Saved entries
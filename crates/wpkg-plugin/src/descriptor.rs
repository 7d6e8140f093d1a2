//! Descriptor for a single installed plugin.

use crate::headers::{FileHeaderReader, HeaderField, HeaderReader, PluginHeaders};
use crate::slug::to_slug;
use std::path::{Path, PathBuf};
use std::sync::{Arc, OnceLock};
use wpkg_core::{Error, Package, PackageType, Result};

/// One installed plugin, identified by its basename under a plugins root.
///
/// The slug and paths are derived at construction without touching the
/// filesystem. Header metadata is read through a [`HeaderReader`] on first
/// access and cached for the lifetime of the descriptor; later changes to
/// the file on disk are not observed.
///
/// # Thread Safety
///
/// `PluginDescriptor` is `Send + Sync`. Concurrent first accesses still
/// result in a single header read.
///
/// # Examples
///
/// ```
/// use std::path::Path;
/// use wpkg_plugin::PluginDescriptor;
///
/// let plugin = PluginDescriptor::new("/plugins", "sample/sample.php")?;
///
/// assert_eq!(plugin.slug(), "sample");
/// assert_eq!(plugin.file(), Path::new("/plugins/sample/sample.php"));
/// assert_eq!(plugin.path(), Path::new("/plugins/sample"));
///
/// let solo = PluginDescriptor::new("/plugins", "solo.php")?;
/// assert_eq!(solo.slug(), "solo");
/// assert_eq!(solo.path(), Path::new("/plugins/solo.php"));
/// # Ok::<(), wpkg_core::Error>(())
/// ```
#[derive(Debug, Clone)]
pub struct PluginDescriptor {
    basename: String,
    slug: String,
    file: PathBuf,
    path: PathBuf,
    reader: Arc<dyn HeaderReader>,
    headers: OnceLock<PluginHeaders>,
}

impl PluginDescriptor {
    /// Creates a descriptor that reads headers from the plugin file on disk.
    ///
    /// # Errors
    ///
    /// Returns [`Error::InvalidBasename`] if `basename` is empty, absolute,
    /// or contains empty, `.` or `..` segments.
    pub fn new(plugins_root: impl AsRef<Path>, basename: &str) -> Result<Self> {
        Self::with_reader(plugins_root, basename, Arc::new(FileHeaderReader::new()))
    }

    /// Creates a descriptor with a custom header reader.
    ///
    /// # Errors
    ///
    /// Same as [`new`](Self::new).
    pub fn with_reader(
        plugins_root: impl AsRef<Path>,
        basename: &str,
        reader: Arc<dyn HeaderReader>,
    ) -> Result<Self> {
        validate_basename(basename)?;

        let plugins_root = plugins_root.as_ref();
        let file = plugins_root.join(basename);
        let path = match basename.rsplit_once('/') {
            Some((dir, _)) => plugins_root.join(dir),
            None => file.clone(),
        };

        Ok(Self {
            basename: basename.to_string(),
            slug: derive_slug(basename),
            file,
            path,
            reader,
            headers: OnceLock::new(),
        })
    }

    /// Seeds the header cache with headers that were already read.
    pub(crate) fn with_headers(mut self, headers: PluginHeaders) -> Self {
        self.headers = OnceLock::from(headers);
        self
    }

    /// Path of the main file relative to the plugins root.
    #[must_use]
    pub fn basename(&self) -> &str {
        &self.basename
    }

    /// Slug derived from the plugin's directory, or from the file stem for
    /// single-file plugins.
    ///
    /// Not guaranteed to match the slug the plugin is registered under
    /// elsewhere.
    #[must_use]
    pub fn slug(&self) -> &str {
        &self.slug
    }

    /// Always [`PackageType::Plugin`].
    #[must_use]
    pub const fn package_type(&self) -> PackageType {
        PackageType::Plugin
    }

    /// Absolute path of the main file.
    #[must_use]
    pub fn file(&self) -> &Path {
        &self.file
    }

    /// Directory containing the main file.
    ///
    /// A plugin that is a single file directly in the plugins root has no
    /// directory of its own; its path is the main file itself.
    #[must_use]
    pub fn path(&self) -> &Path {
        &self.path
    }

    /// Whether the main file exists.
    #[must_use]
    pub fn is_installed(&self) -> bool {
        self.file.is_file()
    }

    /// Whether header metadata has been loaded.
    #[must_use]
    pub fn is_loaded(&self) -> bool {
        self.headers.get().is_some()
    }

    /// All header metadata, loading it on first call.
    #[must_use]
    pub fn headers(&self) -> &PluginHeaders {
        self.headers.get_or_init(|| {
            tracing::debug!("Loading headers for plugin: {}", self.basename);
            self.reader.read_headers(&self.file)
        })
    }

    /// Value of a header field, or `""` if the plugin does not declare it.
    #[must_use]
    pub fn data(&self, field: HeaderField) -> &str {
        self.headers().field(field)
    }

    /// Value of a header by mapping key (`"Name"`, `"PluginURI"`, ...), or
    /// `""` if absent.
    #[must_use]
    pub fn data_by_key(&self, key: &str) -> &str {
        self.headers().value(key)
    }

    /// `Plugin Name` header.
    #[must_use]
    pub fn name(&self) -> &str {
        self.data(HeaderField::Name)
    }

    /// `Author` header.
    #[must_use]
    pub fn author(&self) -> &str {
        self.data(HeaderField::Author)
    }

    /// `Author URI` header.
    #[must_use]
    pub fn author_uri(&self) -> &str {
        self.data(HeaderField::AuthorUri)
    }

    /// `Description` header.
    #[must_use]
    pub fn description(&self) -> &str {
        self.data(HeaderField::Description)
    }

    /// `Plugin URI` header.
    #[must_use]
    pub fn homepage(&self) -> &str {
        self.data(HeaderField::PluginUri)
    }

    /// `Version` header.
    #[must_use]
    pub fn version(&self) -> &str {
        self.data(HeaderField::Version)
    }

    /// `Text Domain` header.
    #[must_use]
    pub fn text_domain(&self) -> &str {
        self.data(HeaderField::TextDomain)
    }

    /// `Requires at least` header.
    #[must_use]
    pub fn requires_wp(&self) -> &str {
        self.data(HeaderField::RequiresWp)
    }

    /// `Requires PHP` header.
    #[must_use]
    pub fn requires_php(&self) -> &str {
        self.data(HeaderField::RequiresPhp)
    }
}

impl Package for PluginDescriptor {
    fn package_type(&self) -> PackageType {
        Self::package_type(self)
    }

    fn basename(&self) -> &str {
        Self::basename(self)
    }

    fn slug(&self) -> &str {
        Self::slug(self)
    }

    fn file(&self) -> &Path {
        Self::file(self)
    }

    fn path(&self) -> &Path {
        Self::path(self)
    }

    fn is_installed(&self) -> bool {
        Self::is_installed(self)
    }

    fn name(&self) -> &str {
        Self::name(self)
    }

    fn version(&self) -> &str {
        Self::version(self)
    }

    fn author(&self) -> &str {
        Self::author(self)
    }

    fn author_uri(&self) -> &str {
        Self::author_uri(self)
    }

    fn description(&self) -> &str {
        Self::description(self)
    }

    fn homepage(&self) -> &str {
        Self::homepage(self)
    }
}

/// Derives the slug: directory portion of the basename, or the file name
/// without `.php` when there is no directory.
fn derive_slug(basename: &str) -> String {
    let raw = match basename.rsplit_once('/') {
        Some((dir, _)) => dir,
        None => basename.strip_suffix(".php").unwrap_or(basename),
    };
    to_slug(raw)
}

/// Validates that a basename stays inside the plugins root.
fn validate_basename(basename: &str) -> Result<()> {
    let invalid = |reason: &str| Error::InvalidBasename {
        basename: basename.to_string(),
        reason: reason.to_string(),
    };

    if basename.is_empty() {
        return Err(invalid("cannot be empty"));
    }

    if Path::new(basename).has_root() || basename.starts_with('/') {
        return Err(invalid("must be relative to the plugins directory"));
    }

    for segment in basename.split('/') {
        match segment {
            "" => return Err(invalid("contains an empty path segment")),
            "." | ".." => return Err(invalid("must not contain '.' or '..' segments")),
            _ => {}
        }
    }

    Ok(())
}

- _Assignment_:
You are asked to transcribe all of the data above exactly.

- _Answer box_:
filename crates/wpkg-plugin/src/descriptor.rs
repository 7d6e8140f093d1a2
//! Descriptor for a single installed plugin.

use crate::headers::{FileHeaderReader, HeaderField, HeaderReader, PluginHeaders};
use crate::slug::to_slug;
use std::path::{Path, PathBuf};
use std::sync::{Arc, OnceLock};
use wpkg_core::{Error, Package, PackageType, Result};

/// One installed plugin, identified by its basename under a plugins root.
///
/// The slug and paths are derived at construction without touching the
/// filesystem. Header metadata is read through a [`HeaderReader`] on first
/// access and cached for the lifetime of the descriptor; later changes to
/// the file on disk are not observed.
///
/// # Thread Safety
///
/// `PluginDescriptor` is `Send + Sync`. Concurrent first accesses still
/// result in a single header read.
///
/// # Examples
///
/// ```
/// use std::path::Path;
/// use wpkg_plugin::PluginDescriptor;
///
/// let plugin = PluginDescriptor::new("/plugins", "sample/sample.php")?;
///
/// assert_eq!(plugin.slug(), "sample");
/// assert_eq!(plugin.file(), Path::new("/plugins/sample/sample.php"));
/// assert_eq!(plugin.path(), Path::new("/plugins/sample"));
///
/// let solo = PluginDescriptor::new("/plugins", "solo.php")?;
/// assert_eq!(solo.slug(), "solo");
/// assert_eq!(solo.path(), Path::new("/plugins/solo.php"));
/// # Ok::<(), wpkg_core::Error>(())
/// ```
#[derive(Debug, Clone)]
pub struct PluginDescriptor {
    basename: String,
    slug: String,
    file: PathBuf,
    path: PathBuf,
    reader: Arc<dyn HeaderReader>,
    headers: OnceLock<PluginHeaders>,
}

impl PluginDescriptor {
    /// Creates a descriptor that reads headers from the plugin file on disk.
    ///
    /// # Errors
    ///
    /// Returns [`Error::InvalidBasename`] if `basename` is empty, absolute,
    /// or contains empty, `.` or `..` segments.
    pub fn new(plugins_root: impl AsRef<Path>, basename: &str) -> Result<Self> {
        Self::with_reader(plugins_root, basename, Arc::new(FileHeaderReader::new()))
    }

    /// Creates a descriptor with a custom header reader.
    ///
    /// # Errors
    ///
    /// Same as [`new`](Self::new).
    pub fn with_reader(
        plugins_root: impl AsRef<Path>,
        basename: &str,
        reader: Arc<dyn HeaderReader>,
    ) -> Result<Self> {
        validate_basename(basename)?;

        let plugins_root = plugins_root.as_ref();
        let file = plugins_root.join(basename);
        let path = match basename.rsplit_once('/') {
            Some((dir, _)) => plugins_root.join(dir),
            None => file.clone(),
        };

        Ok(Self {
            basename: basename.to_string(),
            slug: derive_slug(basename),
            file,
            path,
            reader,
            headers: OnceLock::new(),
        })
    }

    /// Seeds the header cache with headers that were already read.
    pub(crate) fn with_headers(mut self, headers: PluginHeaders) -> Self {
        self.headers = OnceLock::from(headers);
        self
    }

    /// Path of the main file relative to the plugins root.
    #[must_use]
    pub fn basename(&self) -> &str {
        &self.basename
    }

    /// Slug derived from the plugin's directory, or from the file stem for
    /// single-file plugins.
    ///
    /// Not guaranteed to match the slug the plugin is registered under
    /// elsewhere.
    #[must_use]
    pub fn slug(&self) -> &str {
        &self.slug
    }

    /// Always [`PackageType::Plugin`].
    #[must_use]
    pub const fn package_type(&self) -> PackageType {
        PackageType::Plugin
    }

    /// Absolute path of the main file.
    #[must_use]
    pub fn file(&self) -> &Path {
        &self.file
    }

    /// Directory containing the main file.
    ///
    /// A plugin that is a single file directly in the plugins root has no
    /// directory of its own; its path is the main file itself.
    #[must_use]
    pub fn path(&self) -> &Path {
        &self.path
    }

    /// Whether the main file exists.
    #[must_use]
    pub fn is_installed(&self) -> bool {
        self.file.is_file()
    }

    /// Whether header metadata has been loaded.
    #[must_use]
    pub fn is_loaded(&self) -> bool {
        self.headers.get().is_some()
    }

    /// All header metadata, loading it on first call.
    #[must_use]
    pub fn headers(&self) -> &PluginHeaders {
        self.headers.get_or_init(|| {
            tracing::debug!("Loading headers for plugin: {}", self.basename);
            self.reader.read_headers(&self.file)
        })
    }

    /// Value of a header field, or `""` if the plugin does not declare it.
    #[must_use]
    pub fn data(&self, field: HeaderField) -> &str {
        self.headers().field(field)
    }

    /// Value of a header by mapping key (`"Name"`, `"PluginURI"`, ...), or
    /// `""` if absent.
    #[must_use]
    pub fn data_by_key(&self, key: &str) -> &str {
        self.headers().value(key)
    }

    /// `Plugin Name` header.
    #[must_use]
    pub fn name(&self) -> &str {
        self.data(HeaderField::Name)
    }

    /// `Author` header.
    #[must_use]
    pub fn author(&self) -> &str {
        self.data(HeaderField::Author)
    }

    /// `Author URI` header.
    #[must_use]
    pub fn author_uri(&self) -> &str {
        self.data(HeaderField::AuthorUri)
    }

    /// `Description` header.
    #[must_use]
    pub fn description(&self) -> &str {
        self.data(HeaderField::Description)
    }

    /// `Plugin URI` header.
    #[must_use]
    pub fn homepage(&self) -> &str {
        self.data(HeaderField::PluginUri)
    }

    /// `Version` header.
    #[must_use]
    pub fn version(&self) -> &str {
        self.data(HeaderField::Version)
    }

    /// `Text Domain` header.
    #[must_use]
    pub fn text_domain(&self) -> &str {
        self.data(HeaderField::TextDomain)
    }

    /// `Requires at least` header.
    #[must_use]
    pub fn requires_wp(&self) -> &str {
        self.data(HeaderField::RequiresWp)
    }

    /// `Requires PHP` header.
    #[must_use]
    pub fn requires_php(&self) -> &str {
        self.data(HeaderField::RequiresPhp)
    }
}

impl Package for PluginDescriptor {
    fn package_type(&self) -> PackageType {
        Self::package_type(self)
    }

    fn basename(&self) -> &str {
        Self::basename(self)
    }

    fn slug(&self) -> &str {
        Self::slug(self)
    }

    fn file(&self) -> &Path {
        Self::file(self)
    }

    fn path(&self) -> &Path {
        Self::path(self)
    }

    fn is_installed(&self) -> bool {
        Self::is_installed(self)
    }

    fn name(&self) -> &str {
        Self::name(self)
    }

    fn version(&self) -> &str {
        Self::version(self)
    }

    fn author(&self) -> &str {
        Self::author(self)
    }

    fn author_uri(&self) -> &str {
        Self::author_uri(self)
    }

    fn description(&self) -> &str {
        Self::description(self)
    }

    fn homepage(&self) -> &str {
        Self::homepage(self)
    }
}

/// Derives the slug: directory portion of the basename, or the file name
/// without `.php` when there is no directory.
fn derive_slug(basename: &str) -> String {
    let raw = match basename.rsplit_once('/') {
        Some((dir, _)) => dir,
        None => basename.strip_suffix(".php").unwrap_or(basename),
    };
    to_slug(raw)
}

/// Validates that a basename stays inside the plugins root.
fn validate_basename(basename: &str) -> Result<()> {
    let invalid = |reason: &str| Error::InvalidBasename {
        basename: basename.to_string(),
        reason: reason.to_string(),
    };

    if basename.is_empty() {
        return Err(invalid("cannot be empty"));
    }

    if Path::new(basename).has_root() || basename.starts_with('/') {
        return Err(invalid("must be relative to the plugins directory"));
    }

    for segment in basename.split('/') {
        match segment {
            "" => return Err(invalid("contains an empty path segment")),
            "." | ".." => return Err(invalid("must not contain '.' or '..' segments")),
            _ => {}
        }
    }

    Ok(())
}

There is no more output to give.